[Problem requirements] The records below must be copied out completely and exactly.

[Given information]

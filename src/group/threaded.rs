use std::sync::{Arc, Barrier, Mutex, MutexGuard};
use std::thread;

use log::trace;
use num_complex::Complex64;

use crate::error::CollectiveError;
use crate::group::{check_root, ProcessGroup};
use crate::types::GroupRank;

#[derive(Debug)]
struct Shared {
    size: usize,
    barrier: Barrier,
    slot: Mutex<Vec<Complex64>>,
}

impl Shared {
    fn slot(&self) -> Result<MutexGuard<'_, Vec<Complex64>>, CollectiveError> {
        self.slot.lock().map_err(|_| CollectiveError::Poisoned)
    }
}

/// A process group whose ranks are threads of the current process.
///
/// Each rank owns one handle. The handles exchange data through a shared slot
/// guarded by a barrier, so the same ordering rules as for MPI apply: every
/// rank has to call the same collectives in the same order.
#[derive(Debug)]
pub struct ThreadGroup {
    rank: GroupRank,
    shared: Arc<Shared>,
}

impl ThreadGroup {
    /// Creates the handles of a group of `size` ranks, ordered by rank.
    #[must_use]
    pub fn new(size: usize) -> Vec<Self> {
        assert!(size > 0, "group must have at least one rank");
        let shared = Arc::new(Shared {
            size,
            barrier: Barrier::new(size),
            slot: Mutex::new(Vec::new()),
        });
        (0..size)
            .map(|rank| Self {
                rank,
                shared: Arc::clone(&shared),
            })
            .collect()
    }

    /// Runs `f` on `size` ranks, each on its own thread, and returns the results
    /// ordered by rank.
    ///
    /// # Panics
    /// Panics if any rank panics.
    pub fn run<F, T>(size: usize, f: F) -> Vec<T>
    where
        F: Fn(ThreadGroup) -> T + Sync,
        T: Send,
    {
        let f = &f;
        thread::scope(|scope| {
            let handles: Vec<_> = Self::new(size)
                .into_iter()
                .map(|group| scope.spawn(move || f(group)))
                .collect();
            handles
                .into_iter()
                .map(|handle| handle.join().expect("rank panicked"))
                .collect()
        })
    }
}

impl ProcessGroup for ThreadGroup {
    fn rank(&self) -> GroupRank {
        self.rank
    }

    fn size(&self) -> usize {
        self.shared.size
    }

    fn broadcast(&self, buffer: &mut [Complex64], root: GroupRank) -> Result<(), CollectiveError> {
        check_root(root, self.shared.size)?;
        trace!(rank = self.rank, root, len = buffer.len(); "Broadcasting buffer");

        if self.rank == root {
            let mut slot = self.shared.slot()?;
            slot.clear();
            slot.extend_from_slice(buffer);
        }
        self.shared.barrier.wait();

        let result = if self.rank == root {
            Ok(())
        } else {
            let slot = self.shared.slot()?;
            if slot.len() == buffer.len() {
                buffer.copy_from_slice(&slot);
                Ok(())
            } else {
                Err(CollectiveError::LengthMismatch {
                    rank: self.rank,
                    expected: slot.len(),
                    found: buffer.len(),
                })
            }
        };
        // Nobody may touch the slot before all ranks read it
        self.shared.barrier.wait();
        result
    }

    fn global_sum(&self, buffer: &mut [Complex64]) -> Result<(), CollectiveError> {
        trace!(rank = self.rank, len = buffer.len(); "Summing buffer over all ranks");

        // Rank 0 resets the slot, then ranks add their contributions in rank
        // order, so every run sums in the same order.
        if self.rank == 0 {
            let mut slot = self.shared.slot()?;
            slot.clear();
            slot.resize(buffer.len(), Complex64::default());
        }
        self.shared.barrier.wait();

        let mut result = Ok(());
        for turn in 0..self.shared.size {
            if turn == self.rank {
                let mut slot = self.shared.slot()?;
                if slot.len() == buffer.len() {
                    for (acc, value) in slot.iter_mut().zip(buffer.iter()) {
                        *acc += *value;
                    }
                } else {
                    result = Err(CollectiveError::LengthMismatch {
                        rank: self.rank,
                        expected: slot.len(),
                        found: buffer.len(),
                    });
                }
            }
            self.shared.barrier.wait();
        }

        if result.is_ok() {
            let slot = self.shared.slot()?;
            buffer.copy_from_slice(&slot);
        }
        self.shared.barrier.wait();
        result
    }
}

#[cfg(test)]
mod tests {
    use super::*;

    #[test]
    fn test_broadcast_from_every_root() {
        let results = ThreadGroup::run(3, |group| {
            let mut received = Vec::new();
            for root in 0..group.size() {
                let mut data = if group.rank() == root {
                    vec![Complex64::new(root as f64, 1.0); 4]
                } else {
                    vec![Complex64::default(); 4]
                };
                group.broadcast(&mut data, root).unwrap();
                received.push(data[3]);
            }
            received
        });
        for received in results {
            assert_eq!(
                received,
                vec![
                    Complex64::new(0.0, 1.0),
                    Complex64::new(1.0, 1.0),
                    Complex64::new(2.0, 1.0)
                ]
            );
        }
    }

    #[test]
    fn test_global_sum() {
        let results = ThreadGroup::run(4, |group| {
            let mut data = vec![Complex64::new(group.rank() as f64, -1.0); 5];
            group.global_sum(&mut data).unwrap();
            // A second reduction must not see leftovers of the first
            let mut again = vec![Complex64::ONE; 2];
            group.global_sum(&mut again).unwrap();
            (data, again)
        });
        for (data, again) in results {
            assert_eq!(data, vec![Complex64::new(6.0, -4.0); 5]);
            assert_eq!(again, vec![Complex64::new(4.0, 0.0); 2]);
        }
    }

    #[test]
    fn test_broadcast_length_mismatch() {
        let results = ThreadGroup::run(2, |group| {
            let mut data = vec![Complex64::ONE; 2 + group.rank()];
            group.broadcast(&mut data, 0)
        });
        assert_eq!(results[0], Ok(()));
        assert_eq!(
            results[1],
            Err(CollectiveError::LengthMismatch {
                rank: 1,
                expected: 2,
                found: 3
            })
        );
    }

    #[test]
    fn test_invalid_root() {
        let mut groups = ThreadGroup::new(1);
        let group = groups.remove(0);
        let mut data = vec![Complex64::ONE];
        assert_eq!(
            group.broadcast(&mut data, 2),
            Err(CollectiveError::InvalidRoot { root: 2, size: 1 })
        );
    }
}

[Written solution]
filename src/group/threaded.rs
use std::sync::{Arc, Barrier, Mutex, MutexGuard};
use std::thread;

use log::trace;
use num_complex::Complex64;

use crate::error::CollectiveError;
use crate::group::{check_root, ProcessGroup};
use crate::types::GroupRank;

#[derive(Debug)]
struct Shared {
    size: usize,
    barrier: Barrier,
    slot: Mutex<Vec<Complex64>>,
}

impl Shared {
    fn slot(&self) -> Result<MutexGuard<'_, Vec<Complex64>>, CollectiveError> {
        self.slot.lock().map_err(|_| CollectiveError::Poisoned)
    }
}

/// A process group whose ranks are threads of the current process.
///
/// Each rank owns one handle. The handles exchange data through a shared slot
/// guarded by a barrier, so the same ordering rules as for MPI apply: every
/// rank has to call the same collectives in the same order.
#[derive(Debug)]
pub struct ThreadGroup {
    rank: GroupRank,
    shared: Arc<Shared>,
}

impl ThreadGroup {
    /// Creates the handles of a group of `size` ranks, ordered by rank.
    #[must_use]
    pub fn new(size: usize) -> Vec<Self> {
        assert!(size > 0, "group must have at least one rank");
        let shared = Arc::new(Shared {
            size,
            barrier: Barrier::new(size),
            slot: Mutex::new(Vec::new()),
        });
        (0..size)
            .map(|rank| Self {
                rank,
                shared: Arc::clone(&shared),
            })
            .collect()
    }

    /// Runs `f` on `size` ranks, each on its own thread, and returns the results
    /// ordered by rank.
    ///
    /// # Panics
    /// Panics if any rank panics.
    pub fn run<F, T>(size: usize, f: F) -> Vec<T>
    where
        F: Fn(ThreadGroup) -> T + Sync,
        T: Send,
    {
        let f = &f;
        thread::scope(|scope| {
            let handles: Vec<_> = Self::new(size)
                .into_iter()
                .map(|group| scope.spawn(move || f(group)))
                .collect();
            handles
                .into_iter()
                .map(|handle| handle.join().expect("rank panicked"))
                .collect()
        })
    }
}

impl ProcessGroup for ThreadGroup {
    fn rank(&self) -> GroupRank {
        self.rank
    }

    fn size(&self) -> usize {
        self.shared.size
    }

    fn broadcast(&self, buffer: &mut [Complex64], root: GroupRank) -> Result<(), CollectiveError> {
        check_root(root, self.shared.size)?;
        trace!(rank = self.rank, root, len = buffer.len(); "Broadcasting buffer");

        if self.rank == root {
            let mut slot = self.shared.slot()?;
            slot.clear();
            slot.extend_from_slice(buffer);
        }
        self.shared.barrier.wait();

        let result = if self.rank == root {
            Ok(())
        } else {
            let slot = self.shared.slot()?;
            if slot.len() == buffer.len() {
                buffer.copy_from_slice(&slot);
                Ok(())
            } else {
                Err(CollectiveError::LengthMismatch {
                    rank: self.rank,
                    expected: slot.len(),
                    found: buffer.len(),
                })
            }
        };
        // Nobody may touch the slot before all ranks read it
        self.shared.barrier.wait();
        result
    }

    fn global_sum(&self, buffer: &mut [Complex64]) -> Result<(), CollectiveError> {
        trace!(rank = self.rank, len = buffer.len(); "Summing buffer over all ranks");

        // Rank 0 resets the slot, then ranks add their contributions in rank
        // order, so every run sums in the same order.
        if self.rank == 0 {
            let mut slot = self.shared.slot()?;
            slot.clear();
            slot.resize(buffer.len(), Complex64::default());
        }
        self.shared.barrier.wait();

        let mut result = Ok(());
        for turn in 0..self.shared.size {
            if turn == self.rank {
                let mut slot = self.shared.slot()?;
                if slot.len() == buffer.len() {
                    for (acc, value) in slot.iter_mut().zip(buffer.iter()) {
                        *acc += *value;
                    }
                } else {
                    result = Err(CollectiveError::LengthMismatch {
                        rank: self.rank,
                        expected: slot.len(),
                        found: buffer.len(),
                    });
                }
            }
            self.shared.barrier.wait();
        }

        if result.is_ok() {
            let slot = self.shared.slot()?;
            buffer.copy_from_slice(&slot);
        }
        self.shared.barrier.wait();
        result
    }
}

#[cfg(test)]
mod tests {
    use super::*;

    #[test]
    fn test_broadcast_from_every_root() {
        let results = ThreadGroup::run(3, |group| {
            let mut received = Vec::new();
            for root in 0..group.size() {
                let mut data = if group.rank() == root {
                    vec![Complex64::new(root as f64, 1.0); 4]
                } else {
                    vec![Complex64::default(); 4]
                };
                group.broadcast(&mut data, root).unwrap();
                received.push(data[3]);
            }
            received
        });
        for received in results {
            assert_eq!(
                received,
                vec![
                    Complex64::new(0.0, 1.0),
                    Complex64::new(1.0, 1.0),
                    Complex64::new(2.0, 1.0)
                ]
            );
        }
    }

    #[test]
    fn test_global_sum() {
        let results = ThreadGroup::run(4, |group| {
            let mut data = vec![Complex64::new(group.rank() as f64, -1.0); 5];
            group.global_sum(&mut data).unwrap();
            // A second reduction must not see leftovers of the first
            let mut again = vec![Complex64::ONE; 2];
            group.global_sum(&mut again).unwrap();
            (data, again)
        });
        for (data, again) in results {
            assert_eq!(data, vec![Complex64::new(6.0, -4.0); 5]);
            assert_eq!(again, vec![Complex64::new(4.0, 0.0); 2]);
        }
    }

    #[test]
    fn test_broadcast_length_mismatch() {
        let results = ThreadGroup::run(2, |group| {
            let mut data = vec![Complex64::ONE; 2 + group.rank()];
            group.broadcast(&mut data, 0)
        });
        assert_eq!(results[0], Ok(()));
        assert_eq!(
            results[1],
            Err(CollectiveError::LengthMismatch {
                rank: 1,
                expected: 2,
                found: 3
            })
        );
    }

    #[test]
    fn test_invalid_root() {
        let mut groups = ThreadGroup::new(1);
        let group = groups.remove(0);
        let mut data = vec![Complex64::ONE];
        assert_eq!(
            group.broadcast(&mut data, 2),
            Err(CollectiveError::InvalidRoot { root: 2, size: 1 })
        );
    }
}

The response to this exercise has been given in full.